**** Data for analysis

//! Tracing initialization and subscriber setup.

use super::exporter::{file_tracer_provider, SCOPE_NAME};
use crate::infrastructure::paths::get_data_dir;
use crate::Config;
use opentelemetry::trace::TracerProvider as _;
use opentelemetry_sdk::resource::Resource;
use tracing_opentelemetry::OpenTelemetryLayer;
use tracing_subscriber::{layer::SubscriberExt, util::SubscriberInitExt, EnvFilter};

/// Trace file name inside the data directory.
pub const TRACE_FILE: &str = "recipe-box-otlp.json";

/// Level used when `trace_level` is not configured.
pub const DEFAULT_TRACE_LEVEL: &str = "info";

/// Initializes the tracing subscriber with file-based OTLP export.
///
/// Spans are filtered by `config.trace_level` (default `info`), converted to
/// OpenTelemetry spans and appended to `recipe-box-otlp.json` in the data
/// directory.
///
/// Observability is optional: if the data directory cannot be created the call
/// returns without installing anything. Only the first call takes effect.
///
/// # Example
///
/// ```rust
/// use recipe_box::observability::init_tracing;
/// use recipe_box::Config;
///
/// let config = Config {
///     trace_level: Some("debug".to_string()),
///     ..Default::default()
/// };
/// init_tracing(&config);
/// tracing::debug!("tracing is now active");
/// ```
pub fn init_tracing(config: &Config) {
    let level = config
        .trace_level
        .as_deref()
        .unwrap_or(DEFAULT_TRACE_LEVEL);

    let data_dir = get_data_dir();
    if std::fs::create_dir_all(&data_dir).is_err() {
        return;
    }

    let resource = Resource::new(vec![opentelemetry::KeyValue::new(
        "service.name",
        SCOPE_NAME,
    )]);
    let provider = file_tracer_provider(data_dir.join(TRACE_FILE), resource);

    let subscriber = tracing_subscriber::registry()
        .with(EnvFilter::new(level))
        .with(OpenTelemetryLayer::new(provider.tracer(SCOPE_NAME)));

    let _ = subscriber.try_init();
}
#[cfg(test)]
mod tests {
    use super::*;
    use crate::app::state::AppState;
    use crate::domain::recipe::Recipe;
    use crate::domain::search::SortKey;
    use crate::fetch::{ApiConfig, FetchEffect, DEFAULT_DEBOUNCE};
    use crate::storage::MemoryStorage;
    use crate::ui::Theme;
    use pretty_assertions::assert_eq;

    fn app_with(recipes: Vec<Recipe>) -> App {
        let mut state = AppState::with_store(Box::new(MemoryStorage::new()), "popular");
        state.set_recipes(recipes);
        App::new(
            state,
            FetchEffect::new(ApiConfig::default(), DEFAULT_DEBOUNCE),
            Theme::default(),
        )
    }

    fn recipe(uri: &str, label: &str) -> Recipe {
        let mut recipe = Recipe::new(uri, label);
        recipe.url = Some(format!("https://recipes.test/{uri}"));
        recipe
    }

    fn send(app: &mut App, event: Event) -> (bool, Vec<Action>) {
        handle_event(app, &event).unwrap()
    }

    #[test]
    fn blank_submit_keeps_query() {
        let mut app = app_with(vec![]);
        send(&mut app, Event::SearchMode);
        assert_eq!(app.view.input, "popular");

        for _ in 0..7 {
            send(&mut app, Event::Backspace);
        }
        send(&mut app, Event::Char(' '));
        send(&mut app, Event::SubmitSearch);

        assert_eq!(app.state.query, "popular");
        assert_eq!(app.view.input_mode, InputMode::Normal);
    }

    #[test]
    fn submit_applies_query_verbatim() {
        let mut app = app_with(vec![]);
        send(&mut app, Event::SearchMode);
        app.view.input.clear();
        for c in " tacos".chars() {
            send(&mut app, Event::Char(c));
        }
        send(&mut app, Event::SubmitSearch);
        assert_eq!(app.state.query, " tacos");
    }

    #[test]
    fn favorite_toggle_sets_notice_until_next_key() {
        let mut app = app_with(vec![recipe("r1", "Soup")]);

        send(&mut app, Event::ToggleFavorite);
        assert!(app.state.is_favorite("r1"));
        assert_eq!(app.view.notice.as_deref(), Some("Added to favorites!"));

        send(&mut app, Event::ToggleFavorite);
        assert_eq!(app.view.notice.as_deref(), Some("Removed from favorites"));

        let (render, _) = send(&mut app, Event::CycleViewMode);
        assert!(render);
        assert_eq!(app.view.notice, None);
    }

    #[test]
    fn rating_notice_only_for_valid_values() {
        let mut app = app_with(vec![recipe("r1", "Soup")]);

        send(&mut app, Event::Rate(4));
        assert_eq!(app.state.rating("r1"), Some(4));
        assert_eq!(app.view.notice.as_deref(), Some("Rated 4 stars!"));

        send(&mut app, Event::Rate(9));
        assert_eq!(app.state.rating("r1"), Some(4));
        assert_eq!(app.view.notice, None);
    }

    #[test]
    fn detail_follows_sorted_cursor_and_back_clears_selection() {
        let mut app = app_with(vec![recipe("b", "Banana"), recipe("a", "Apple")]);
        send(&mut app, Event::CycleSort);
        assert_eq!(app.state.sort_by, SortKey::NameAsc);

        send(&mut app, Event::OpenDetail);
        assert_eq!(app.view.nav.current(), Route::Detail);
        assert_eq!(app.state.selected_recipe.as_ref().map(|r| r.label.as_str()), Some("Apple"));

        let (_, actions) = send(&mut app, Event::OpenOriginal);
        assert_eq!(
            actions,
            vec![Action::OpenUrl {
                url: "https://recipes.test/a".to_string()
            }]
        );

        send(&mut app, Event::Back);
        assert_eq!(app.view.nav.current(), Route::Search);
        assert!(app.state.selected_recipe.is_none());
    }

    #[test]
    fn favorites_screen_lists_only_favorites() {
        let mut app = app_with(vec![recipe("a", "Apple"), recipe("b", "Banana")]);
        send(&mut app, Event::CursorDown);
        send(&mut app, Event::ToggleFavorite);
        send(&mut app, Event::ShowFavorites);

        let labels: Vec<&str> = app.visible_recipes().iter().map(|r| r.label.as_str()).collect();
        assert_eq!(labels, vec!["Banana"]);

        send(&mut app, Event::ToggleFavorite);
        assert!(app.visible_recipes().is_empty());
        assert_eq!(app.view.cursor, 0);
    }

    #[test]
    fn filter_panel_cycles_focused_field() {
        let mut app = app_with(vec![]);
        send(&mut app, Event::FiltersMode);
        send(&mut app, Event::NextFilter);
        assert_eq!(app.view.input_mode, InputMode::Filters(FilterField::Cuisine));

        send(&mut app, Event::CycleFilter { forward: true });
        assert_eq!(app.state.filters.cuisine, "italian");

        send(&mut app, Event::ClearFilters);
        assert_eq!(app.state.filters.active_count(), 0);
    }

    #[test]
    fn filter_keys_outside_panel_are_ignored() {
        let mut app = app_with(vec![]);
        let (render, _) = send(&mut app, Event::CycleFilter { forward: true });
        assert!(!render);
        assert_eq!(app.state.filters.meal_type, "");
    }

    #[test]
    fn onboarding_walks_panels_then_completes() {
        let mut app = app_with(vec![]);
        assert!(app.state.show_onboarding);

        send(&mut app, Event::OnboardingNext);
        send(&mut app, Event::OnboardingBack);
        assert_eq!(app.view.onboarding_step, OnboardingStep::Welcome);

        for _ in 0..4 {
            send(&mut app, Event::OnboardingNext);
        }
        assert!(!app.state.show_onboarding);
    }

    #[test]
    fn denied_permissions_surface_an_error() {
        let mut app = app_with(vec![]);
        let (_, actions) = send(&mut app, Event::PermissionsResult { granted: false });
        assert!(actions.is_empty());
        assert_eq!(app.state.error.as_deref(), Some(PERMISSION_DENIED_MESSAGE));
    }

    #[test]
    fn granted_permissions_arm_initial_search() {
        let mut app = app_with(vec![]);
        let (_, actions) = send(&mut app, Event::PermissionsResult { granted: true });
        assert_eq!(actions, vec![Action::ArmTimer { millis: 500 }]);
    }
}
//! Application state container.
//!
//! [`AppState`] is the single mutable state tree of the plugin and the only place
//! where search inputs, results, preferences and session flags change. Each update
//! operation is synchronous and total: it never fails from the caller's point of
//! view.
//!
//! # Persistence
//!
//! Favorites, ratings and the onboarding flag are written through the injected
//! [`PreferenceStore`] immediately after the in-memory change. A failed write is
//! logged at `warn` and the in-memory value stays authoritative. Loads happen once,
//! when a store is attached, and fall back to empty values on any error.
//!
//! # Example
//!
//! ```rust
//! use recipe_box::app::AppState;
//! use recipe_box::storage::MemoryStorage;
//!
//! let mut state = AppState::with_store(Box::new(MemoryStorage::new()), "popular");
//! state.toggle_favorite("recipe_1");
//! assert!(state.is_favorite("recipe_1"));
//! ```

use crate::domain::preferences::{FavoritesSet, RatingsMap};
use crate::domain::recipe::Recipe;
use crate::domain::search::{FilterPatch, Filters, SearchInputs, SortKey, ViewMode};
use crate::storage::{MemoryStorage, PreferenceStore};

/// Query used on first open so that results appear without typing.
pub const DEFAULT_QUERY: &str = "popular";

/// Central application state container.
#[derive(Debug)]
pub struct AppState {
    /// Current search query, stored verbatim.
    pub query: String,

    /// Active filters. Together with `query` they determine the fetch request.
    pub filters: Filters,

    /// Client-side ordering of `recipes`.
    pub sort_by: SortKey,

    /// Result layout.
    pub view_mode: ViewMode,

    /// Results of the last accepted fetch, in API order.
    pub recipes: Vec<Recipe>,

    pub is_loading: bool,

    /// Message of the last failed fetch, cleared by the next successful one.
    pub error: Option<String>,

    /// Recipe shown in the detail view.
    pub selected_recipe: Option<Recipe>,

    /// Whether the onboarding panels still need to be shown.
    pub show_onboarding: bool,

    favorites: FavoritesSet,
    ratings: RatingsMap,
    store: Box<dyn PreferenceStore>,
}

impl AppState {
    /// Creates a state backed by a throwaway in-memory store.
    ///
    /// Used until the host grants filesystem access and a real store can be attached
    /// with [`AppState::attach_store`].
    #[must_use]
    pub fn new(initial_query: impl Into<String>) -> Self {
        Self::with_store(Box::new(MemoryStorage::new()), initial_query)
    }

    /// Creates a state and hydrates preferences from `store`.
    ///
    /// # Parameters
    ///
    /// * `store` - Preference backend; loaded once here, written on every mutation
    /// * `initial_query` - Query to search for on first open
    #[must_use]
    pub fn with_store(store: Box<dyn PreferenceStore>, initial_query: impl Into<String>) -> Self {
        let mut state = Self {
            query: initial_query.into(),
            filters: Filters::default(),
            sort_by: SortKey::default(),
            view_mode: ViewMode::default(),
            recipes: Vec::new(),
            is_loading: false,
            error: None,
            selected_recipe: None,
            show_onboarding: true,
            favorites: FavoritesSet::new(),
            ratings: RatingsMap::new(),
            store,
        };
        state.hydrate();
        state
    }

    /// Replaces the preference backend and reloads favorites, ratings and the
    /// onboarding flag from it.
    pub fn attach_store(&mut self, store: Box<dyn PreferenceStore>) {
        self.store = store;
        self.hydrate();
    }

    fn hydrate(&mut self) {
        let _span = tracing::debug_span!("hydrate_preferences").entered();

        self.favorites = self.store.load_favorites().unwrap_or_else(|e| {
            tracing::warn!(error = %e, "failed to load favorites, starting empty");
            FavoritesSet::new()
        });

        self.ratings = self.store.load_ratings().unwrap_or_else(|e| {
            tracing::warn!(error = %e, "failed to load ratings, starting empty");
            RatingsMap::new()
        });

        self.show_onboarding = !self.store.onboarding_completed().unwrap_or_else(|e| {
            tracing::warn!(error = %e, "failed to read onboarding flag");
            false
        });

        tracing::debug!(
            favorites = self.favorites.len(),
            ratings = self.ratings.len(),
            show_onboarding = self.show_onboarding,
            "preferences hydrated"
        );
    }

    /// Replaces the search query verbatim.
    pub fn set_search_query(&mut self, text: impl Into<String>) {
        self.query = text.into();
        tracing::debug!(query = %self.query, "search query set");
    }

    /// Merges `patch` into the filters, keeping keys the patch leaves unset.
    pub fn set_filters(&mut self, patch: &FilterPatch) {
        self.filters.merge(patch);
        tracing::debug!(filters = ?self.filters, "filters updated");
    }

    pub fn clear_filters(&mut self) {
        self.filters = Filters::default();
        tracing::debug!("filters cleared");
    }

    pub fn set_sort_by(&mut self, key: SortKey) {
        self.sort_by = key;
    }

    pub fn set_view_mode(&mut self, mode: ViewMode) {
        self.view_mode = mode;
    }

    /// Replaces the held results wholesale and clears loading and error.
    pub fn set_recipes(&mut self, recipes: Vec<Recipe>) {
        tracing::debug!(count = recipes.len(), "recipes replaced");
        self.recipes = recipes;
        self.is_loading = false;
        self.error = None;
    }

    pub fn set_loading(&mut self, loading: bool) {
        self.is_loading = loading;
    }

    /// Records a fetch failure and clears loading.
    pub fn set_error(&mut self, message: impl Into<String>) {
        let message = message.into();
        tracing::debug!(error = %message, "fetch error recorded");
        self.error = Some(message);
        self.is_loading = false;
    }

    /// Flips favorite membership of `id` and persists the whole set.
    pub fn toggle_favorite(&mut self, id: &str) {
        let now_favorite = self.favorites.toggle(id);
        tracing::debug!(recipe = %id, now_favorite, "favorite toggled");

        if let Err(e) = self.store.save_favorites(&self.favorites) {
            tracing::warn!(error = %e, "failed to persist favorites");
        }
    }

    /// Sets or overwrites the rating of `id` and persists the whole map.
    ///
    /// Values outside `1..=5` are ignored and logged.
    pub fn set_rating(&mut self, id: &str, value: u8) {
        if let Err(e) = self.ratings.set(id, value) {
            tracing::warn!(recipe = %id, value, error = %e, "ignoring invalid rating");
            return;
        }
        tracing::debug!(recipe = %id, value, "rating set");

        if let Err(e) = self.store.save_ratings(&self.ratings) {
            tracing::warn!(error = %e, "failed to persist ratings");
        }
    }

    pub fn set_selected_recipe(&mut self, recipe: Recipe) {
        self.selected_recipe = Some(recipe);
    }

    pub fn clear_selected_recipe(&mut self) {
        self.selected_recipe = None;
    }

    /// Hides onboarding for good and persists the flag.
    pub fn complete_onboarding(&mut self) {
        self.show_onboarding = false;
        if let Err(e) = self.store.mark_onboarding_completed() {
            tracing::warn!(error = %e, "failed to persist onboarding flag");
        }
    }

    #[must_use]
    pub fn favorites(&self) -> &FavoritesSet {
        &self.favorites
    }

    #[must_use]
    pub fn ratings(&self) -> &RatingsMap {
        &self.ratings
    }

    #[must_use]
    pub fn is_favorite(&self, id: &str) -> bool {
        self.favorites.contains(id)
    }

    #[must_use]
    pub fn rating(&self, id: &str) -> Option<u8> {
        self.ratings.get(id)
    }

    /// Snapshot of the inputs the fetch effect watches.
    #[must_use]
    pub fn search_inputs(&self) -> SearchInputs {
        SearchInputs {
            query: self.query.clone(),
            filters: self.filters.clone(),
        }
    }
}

********

Read through the listing and copy each line in which the word "info" occurs.

pub const DEFAULT_TRACE_LEVEL: &str = "info";
/// Spans are filtered by `config.trace_level` (default `info`), converted to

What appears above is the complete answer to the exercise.